Underneath sure situations, attackers can chain a set of vulnerabilities in a number of elements of the CUPS open-source printing system to execute arbitrary code remotely on weak machines.
Tracked as CVE-2024-47076 (libcupsfilters), CVE-2024-47175 (libppd), CVE-2024-47176 (cups-browsed) and CVE-2024-47177 (cups-filters) and found by Simone Margaritelli, these safety flaws do not have an effect on methods of their default configuration.
CUPS (quick for Widespread UNIX Printing System) is probably the most extensively used printing system on Linux methods, and it’s also usually supported on gadgets operating Unix-like working methods corresponding to FreeBSD, NetBSD, and OpenBSD and their derivates.
Considered one of its elements is the cups-browsed daemon, which searches the native community for marketed community or shared printers and makes them accessible for printing on the machine. That is just like how Home windows and Macs can search the community for distant community printers to print to.
Margaritelli discovered that if the cups-browsed daemon is enabled, which isn’t on most methods, it is going to pay attention on UDP port 631. It’ll additionally, by default, permit distant connections from any gadget on the community to create a brand new printer.
He found he might create a malicious PostScript Printer Description (PPD) printer that may very well be manually marketed to an uncovered cups-browsed service operating on UDP port 631.
This causes the distant machine to robotically set up the malicious printer and make it accessible for printing. If the consumer on that uncovered server prints to the brand new printer, the malicious command within the PPD will probably be executed regionally on the pc.
The command to execute when printing is added by means of a foomatic-rip filter, which executes instructions on a tool so {that a} print job is rendered accurately.
Restricted world impression
Whereas this can be a distant code execution chain, it needs to be famous from the beginning that attackers should overcome some obstacles to take advantage of the vulnerabilities and truly obtain distant code execution.
The primary is that the focused methods should have the cups-browsed daemon enabled, which is normally not enabled by default, to reveal their UDP ports on a community. Then, the attacker has to trick a consumer into printing from a malicious printer server on their native community that out of the blue seems on their machine.
“It’s a chain of bugs that depend on spoofing a printer in your native community that’s robotically added by way of community discovery whether it is turned on in any respect – normally not in its default configuration. Then an unverified variable that’s used to take advantage of different vulnerabilities within the CUPS system to execute code, however solely when a print job is triggered,” mentioned Ilkka Turunen, Subject CTO at Sonatype.
“Excellent news then – it’s an RCE however with a number of mitigations, together with the actual fact the attacker wants to have the ability to connect with a pc by way of UDP which is extensively disabled on community ingress and the service is normally not on by default. It looks as if the true world impression is low.”
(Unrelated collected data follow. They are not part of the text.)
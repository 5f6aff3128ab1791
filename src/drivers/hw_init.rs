//! One-shot hardware peripheral initialization.
//!
//! Configures GPIO directions, LEDC timer/channels for the H-bridge, the
//! maintenance UART and the GPIO interrupt handlers using raw ESP-IDF sys
//! calls. Called once from `main()` before any task starts.

#[cfg(target_os = "espidf")]
use esp_idf_svc::sys::*;

#[cfg(target_os = "espidf")]
use log::info;

use crate::pins;

/// Errors during one-shot peripheral initialization.
#[derive(Debug, Clone, Copy, PartialEq, Eq)]
pub enum HwInitError {
    GpioConfigFailed(i32),
    LedcInitFailed(i32),
    UartInitFailed(i32),
    IsrInstallFailed(i32),
}

impl core::fmt::Display for HwInitError {
    fn fmt(&self, f: &mut core::fmt::Formatter<'_>) -> core::fmt::Result {
        match self {
            Self::GpioConfigFailed(rc) => write!(f, "GPIO config failed (rc={rc})"),
            Self::LedcInitFailed(rc) => write!(f, "LEDC timer/channel config failed (rc={rc})"),
            Self::UartInitFailed(rc) => write!(f, "UART driver install failed (rc={rc})"),
            Self::IsrInstallFailed(rc) => write!(f, "GPIO ISR service install failed (rc={rc})"),
        }
    }
}

pub const LEDC_CH_MOTOR_FWD: u32 = 0;
pub const LEDC_CH_MOTOR_REV: u32 = 1;

#[cfg(target_os = "espidf")]
const CONSOLE_UART: uart_port_t = 1;

#[cfg(target_os = "espidf")]
pub fn init_peripherals() -> Result<(), HwInitError> {
    // SAFETY: called once from main() before any task is spawned.
    unsafe {
        init_gpio_inputs()?;
        init_gpio_outputs()?;
        init_ledc()?;
        init_uart()?;
    }
    info!("hw_init: all peripherals configured");
    Ok(())
}

#[cfg(not(target_os = "espidf"))]
pub fn init_peripherals() -> Result<(), HwInitError> {
    log::info!("hw_init(sim): peripheral init skipped");
    Ok(())
}

// ── GPIO ──────────────────────────────────────────────────────

#[cfg(target_os = "espidf")]
unsafe fn init_gpio_inputs() -> Result<(), HwInitError> {
    let input_pins = [
        pins::HALL_CLOSED_GPIO,
        pins::HALL_PARCEL_OPEN_GPIO,
        pins::HALL_MAIL_OPEN_GPIO,
        pins::BUTTON_PARCEL_GPIO,
        pins::BUTTON_MAIL_GPIO,
        pins::JUMPER_GPIO,
        pins::READER_IRQ_GPIO,
    ];

    for &pin in &input_pins {
        let cfg = gpio_config_t {
            pin_bit_mask: 1u64 << pin,
            mode: gpio_mode_t_GPIO_MODE_INPUT,
            pull_up_en: gpio_pullup_t_GPIO_PULLUP_ENABLE,
            pull_down_en: gpio_pulldown_t_GPIO_PULLDOWN_DISABLE,
            intr_type: gpio_int_type_t_GPIO_INTR_DISABLE,
        };
        let ret = unsafe { gpio_config(&cfg) };
        if ret != ESP_OK as i32 {
            return Err(HwInitError::GpioConfigFailed(ret));
        }
    }

    info!("hw_init: GPIO inputs configured");
    Ok(())
}

#[cfg(target_os = "espidf")]
unsafe fn init_gpio_outputs() -> Result<(), HwInitError> {
    let output_pins = [
        pins::LED_GREEN_GPIO,
        pins::LED_RED_GPIO,
        pins::VDD_EN_GPIO,
    ];

    for &pin in &output_pins {
        let cfg = gpio_config_t {
            pin_bit_mask: 1u64 << pin,
            mode: gpio_mode_t_GPIO_MODE_OUTPUT,
            pull_up_en: gpio_pullup_t_GPIO_PULLUP_DISABLE,
            pull_down_en: gpio_pulldown_t_GPIO_PULLDOWN_DISABLE,
            intr_type: gpio_int_type_t_GPIO_INTR_DISABLE,
        };
        let ret = unsafe { gpio_config(&cfg) };
        if ret != ESP_OK as i32 {
            return Err(HwInitError::GpioConfigFailed(ret));
        }
        unsafe { gpio_set_level(pin, 0) };
    }

    // Peripheral rail on from the start; the power manager owns it after.
    unsafe { gpio_set_level(pins::VDD_EN_GPIO, 1) };

    info!("hw_init: GPIO outputs configured");
    Ok(())
}

#[cfg(target_os = "espidf")]
pub fn gpio_read(pin: i32) -> bool {
    // SAFETY: read-only register access on an already-configured pin.
    (unsafe { gpio_get_level(pin) }) != 0
}

#[cfg(not(target_os = "espidf"))]
pub fn gpio_read(_pin: i32) -> bool {
    true
}

#[cfg(target_os = "espidf")]
pub fn gpio_write(pin: i32, high: bool) {
    // SAFETY: pin was configured as an output in init_gpio_outputs().
    unsafe {
        gpio_set_level(pin, if high { 1 } else { 0 });
    }
}

#[cfg(not(target_os = "espidf"))]
pub fn gpio_write(_pin: i32, _high: bool) {}

// ── LEDC PWM (H-bridge) ───────────────────────────────────────

#[cfg(target_os = "espidf")]
unsafe fn init_ledc() -> Result<(), HwInitError> {
    let timer = ledc_timer_config_t {
        speed_mode: ledc_mode_t_LEDC_LOW_SPEED_MODE,
        timer_num: ledc_timer_t_LEDC_TIMER_0,
        duty_resolution: ledc_timer_bit_t_LEDC_TIMER_8_BIT,
        freq_hz: pins::MOTOR_PWM_FREQ_HZ,
        clk_cfg: soc_periph_ledc_clk_src_legacy_t_LEDC_AUTO_CLK,
        ..Default::default()
    };
    let ret = unsafe { ledc_timer_config(&timer) };
    if ret != ESP_OK as i32 {
        return Err(HwInitError::LedcInitFailed(ret));
    }

    let channels = [
        (LEDC_CH_MOTOR_FWD, pins::MOTOR_FWD_PWM_GPIO),
        (LEDC_CH_MOTOR_REV, pins::MOTOR_REV_PWM_GPIO),
    ];
    for &(channel, gpio) in &channels {
        let ret = unsafe {
            ledc_channel_config(&ledc_channel_config_t {
                speed_mode: ledc_mode_t_LEDC_LOW_SPEED_MODE,
                channel,
                timer_sel: ledc_timer_t_LEDC_TIMER_0,
                gpio_num: gpio,
                duty: 0,
                hpoint: 0,
                ..Default::default()
            })
        };
        if ret != ESP_OK as i32 {
            return Err(HwInitError::LedcInitFailed(ret));
        }
    }

    info!("hw_init: LEDC configured (motor fwd=CH0, rev=CH1)");
    Ok(())
}

#[cfg(target_os = "espidf")]
pub fn ledc_set(channel: u32, duty: u8) {
    // SAFETY: channels were configured in init_ledc(); only the motor task
    // writes duty registers.
    unsafe {
        ledc_set_duty(ledc_mode_t_LEDC_LOW_SPEED_MODE, channel, duty as u32);
        ledc_update_duty(ledc_mode_t_LEDC_LOW_SPEED_MODE, channel);
    }
}

#[cfg(not(target_os = "espidf"))]
pub fn ledc_set(_channel: u32, _duty: u8) {}

// ── Maintenance UART ──────────────────────────────────────────

#[cfg(target_os = "espidf")]
unsafe fn init_uart() -> Result<(), HwInitError> {
    let cfg = uart_config_t {
        baud_rate: 115_200,
        data_bits: uart_word_length_t_UART_DATA_8_BITS,
        parity: uart_parity_t_UART_PARITY_DISABLE,
        stop_bits: uart_stop_bits_t_UART_STOP_BITS_1,
        flow_ctrl: uart_hw_flowcontrol_t_UART_HW_FLOWCTRL_DISABLE,
        ..Default::default()
    };
    unsafe {
        let ret = uart_driver_install(CONSOLE_UART, 256, 0, 0, core::ptr::null_mut(), 0);
        if ret != ESP_OK as i32 {
            return Err(HwInitError::UartInitFailed(ret));
        }
        let ret = uart_param_config(CONSOLE_UART, &cfg);
        if ret != ESP_OK as i32 {
            return Err(HwInitError::UartInitFailed(ret));
        }
        let ret = uart_set_pin(
            CONSOLE_UART,
            pins::UART_TX_GPIO,
            pins::UART_RX_GPIO,
            -1,
            -1,
        );
        if ret != ESP_OK as i32 {
            return Err(HwInitError::UartInitFailed(ret));
        }
    }
    info!("hw_init: console UART configured");
    Ok(())
}

/// Pull one buffered console byte, if any.
#[cfg(target_os = "espidf")]
pub fn uart_read_byte() -> Option<u8> {
    let mut byte = 0u8;
    // SAFETY: driver installed in init_uart(); zero timeout keeps this
    // non-blocking.
    let n = unsafe { uart_read_bytes(CONSOLE_UART, (&mut byte as *mut u8).cast(), 1, 0) };
    (n == 1).then_some(byte)
}

#[cfg(not(target_os = "espidf"))]
pub fn uart_read_byte() -> Option<u8> {
    None
}

/// True when console bytes sit in the driver's RX buffer. Used as a wake
/// source while the control task sleeps.
#[cfg(target_os = "espidf")]
pub fn uart_rx_pending() -> bool {
    let mut pending: usize = 0;
    // SAFETY: read-only query of the installed driver's buffer state.
    let ret = unsafe { uart_get_buffered_data_len(CONSOLE_UART, &mut pending) };
    ret == ESP_OK as i32 && pending > 0
}

#[cfg(not(target_os = "espidf"))]
pub fn uart_rx_pending() -> bool {
    false
}

// ── GPIO ISR service ──────────────────────────────────────────

#[cfg(target_os = "espidf")]
use crate::inputs;

#[cfg(target_os = "espidf")]
unsafe extern "C" fn hall_closed_isr(_arg: *mut core::ffi::c_void) {
    inputs::on_hall_closed();
}

#[cfg(target_os = "espidf")]
unsafe extern "C" fn hall_parcel_isr(_arg: *mut core::ffi::c_void) {
    inputs::on_hall_parcel_open();
}

#[cfg(target_os = "espidf")]
unsafe extern "C" fn hall_mail_isr(_arg: *mut core::ffi::c_void) {
    inputs::on_hall_mail_open();
}

#[cfg(target_os = "espidf")]
unsafe extern "C" fn button_parcel_isr(_arg: *mut core::ffi::c_void) {
    inputs::on_button_parcel();
}

#[cfg(target_os = "espidf")]
unsafe extern "C" fn button_mail_isr(_arg: *mut core::ffi::c_void) {
    inputs::on_button_mail();
}

#[cfg(target_os = "espidf")]
unsafe extern "C" fn jumper_isr(_arg: *mut core::ffi::c_void) {
    // Jumper fitted pulls the pin low.
    // SAFETY: gpio_get_level is a register read; safe in ISR context.
    let asserted = unsafe { gpio_get_level(pins::JUMPER_GPIO) } == 0;
    inputs::on_mode_jumper(asserted);
}

/// Install the per-pin GPIO ISR service and register interrupt handlers.
/// Call after [`init_peripherals`] and before spawning tasks.
#[cfg(target_os = "espidf")]
pub fn init_isr_service() -> Result<(), HwInitError> {
    // SAFETY: gpio_install_isr_service is idempotent; ESP_ERR_INVALID_STATE
    // means it was already installed. The handlers only touch atomics and
    // the critical-section command queue.
    unsafe {
        let ret = gpio_install_isr_service(0);
        if ret != ESP_OK && ret != ESP_ERR_INVALID_STATE {
            return Err(HwInitError::IsrInstallFailed(ret));
        }

        // Hall sensors assert low at their detent.
        let halls: [(i32, unsafe extern "C" fn(*mut core::ffi::c_void)); 3] = [
            (pins::HALL_CLOSED_GPIO, hall_closed_isr),
            (pins::HALL_PARCEL_OPEN_GPIO, hall_parcel_isr),
            (pins::HALL_MAIL_OPEN_GPIO, hall_mail_isr),
        ];
        for (pin, handler) in halls {
            gpio_set_intr_type(pin, gpio_int_type_t_GPIO_INTR_NEGEDGE);
            gpio_isr_handler_add(pin, Some(handler), core::ptr::null_mut());
            gpio_intr_enable(pin);
        }

        // Buttons: falling edge, active-low.
        gpio_set_intr_type(pins::BUTTON_PARCEL_GPIO, gpio_int_type_t_GPIO_INTR_NEGEDGE);
        gpio_isr_handler_add(
            pins::BUTTON_PARCEL_GPIO,
            Some(button_parcel_isr),
            core::ptr::null_mut(),
        );
        gpio_intr_enable(pins::BUTTON_PARCEL_GPIO);

        gpio_set_intr_type(pins::BUTTON_MAIL_GPIO, gpio_int_type_t_GPIO_INTR_NEGEDGE);
        gpio_isr_handler_add(
            pins::BUTTON_MAIL_GPIO,
            Some(button_mail_isr),
            core::ptr::null_mut(),
        );
        gpio_intr_enable(pins::BUTTON_MAIL_GPIO);

        // Mode jumper: any edge, plus a seed read so the state machine
        // sees a fitted jumper before the first edge fires.
        gpio_set_intr_type(pins::JUMPER_GPIO, gpio_int_type_t_GPIO_INTR_ANYEDGE);
        gpio_isr_handler_add(pins::JUMPER_GPIO, Some(jumper_isr), core::ptr::null_mut());
        gpio_intr_enable(pins::JUMPER_GPIO);
        inputs::on_mode_jumper(gpio_get_level(pins::JUMPER_GPIO) == 0);

        info!("hw_init: ISR service installed (hall×3, button×2, jumper)");
    }
    Ok(())
}

#[cfg(not(target_os = "espidf"))]
pub fn init_isr_service() -> Result<(), HwInitError> {
    log::info!("hw_init(sim): ISR service skipped");
    Ok(())
}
For these causes, Pink Hat has rated the failings as having an “Necessary” severity impression as a substitute of crucial.
Whereas BleepingComputer’s exams confirmed that almost all of our Linux servers didn’t have the service enabled by default, one in all our Ubuntu VMs did. Others have additionally famous on Twitter that cups-browsed was enabled by default on their Linux gadgets.
No patches, however mitigation measures can be found
Whereas patches are nonetheless in growth, Pink Hat shared mitigation measures requiring admins to cease the cups-browsed service from operating and forestall it from being began on reboot utilizing the next instructions to interrupt the exploit chain:
sudo systemctl cease cups-browsed
sudo systemctl disable cups-browsedPink Hat customers also can use the next command to search out out if cups-browsed is operating on their methods:
sudo systemctl standing cups-browsedIf the outcome shows “Lively: inactive (useless),” then the exploit chain is halted, and the system will not be weak. If the outcome exhibits “operating” or “enabled,” and the “BrowseRemoteProtocols” directive comprises the worth “cups” within the configuration file /and many others/cups/cups-browsed.conf, then the system is weak.